Seine tiefe Verbundenheit zum FC Schalke 04 hängt sicher auch mit den alten Traditionen zusammen. Denn früher galten noch andere Rituale: „Man traf sich am Haus Bosch und fuhr von dort mit dem Bus zu den Auswärtsspielen oder ging bei Heimspielen zur Glückauf-Kampfbahn rüber. Nach dem Spiel kehrte man wieder dorthin zurück, man speiste zusammen und wenn der Anlass gegeben war, feierte man gemeinsam. Wir haben aber auch oft lange beisammen gesessen, wenn wir schlecht gespielt und verloren hatten.“
Und natürlich hat er im Laufe der vielen Jahre auch so manche andere Schalker Legende kennen gelernt: „Die Zusammenarbeit mit Rudi Assauer war einfach einmalig. Er hat einem auch die Meinung gesagt, wenn er mit etwas nicht zufrieden war, aber er stand immer zu seinem Wort. Ihm war wichtig, dass man ihm die Wahrheit sagt, dann hat er jeden auch in Schutz genommen. Darum war er für alle hier immer ein guter Ansprechpartner, der Verständnis zeigte und half wo er nur konnte.“
Mit dem früheren Schalke-Kicker und Präsidenten Günter Siebert stand Willi Koslowski nicht nur bei der Meisterschaft 1958 gemeinsam auf dem Platz, ihn erlebte er eben auch als Präsident. „Günter war Mittelstürmer, ich war Rechtsaußen und Berni Klodt war der Linksaußen, wir waren ein gutes Gespann“, weiß „der Schwatte“ und belegen auch die Erfolge.

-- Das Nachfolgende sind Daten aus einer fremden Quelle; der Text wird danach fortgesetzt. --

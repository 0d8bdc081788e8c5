//! Background job dispatch and consumption.
//!
//! - **Dispatcher**: builds job options from configured defaults and submits
//!   to a named queue resolved through the registry
//! - **Registry**: one lazily created, cached broker-queue handle per name,
//!   plus the cooperative shutdown drain
//! - **Worker**: trait-based consumers bound with N concurrent slots and
//!   no-throw lifecycle callbacks
//!
//! ```text
//! JobDispatcher ──▶ QueueRegistry ──▶ Broker (external) ──▶ WorkerRunner
//!       │                                                        │
//!       └──────────────────── LogPipeline ◀──────────────────────┘
//! ```

pub mod dispatcher;
pub mod worker;

pub use dispatcher::{BoundQueue, JobDispatcher, QueueHandle, QueueRegistry};
pub use worker::{Worker, WorkerBinding, WorkerRunner};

Erstaunlicherweise hat sich keines seiner Kinder, drei Mädchen und ein Sohn, dem Fußball verschrieben. Allerdings hat seine älteste Tochter als Leichtathletin bei der Olympiade in München eine Bronzemedaille in der 4 mal 100 Meter-Staffel errungen und trainiert noch heute den Leichtathleten-Nachwuchs, wenn sie nicht gerade in der Schalker Presseabteilung arbeitet.
Ein Blick auf die Tochter musste reichen
„Meine Tochter war gerade einen Tag alt, als ich nach Amerika geflogen bin, um dort einen Freund von Ernst Kuzorra zu besuchen. Das Krankenhaus hat es mir ermöglicht, sie wenigstens kurz zu sehen, ehe ich zum Flieger los musste“, lacht Koslowski in Erinnerung an diese aufregende Zeit mit dem FC Schalke 04.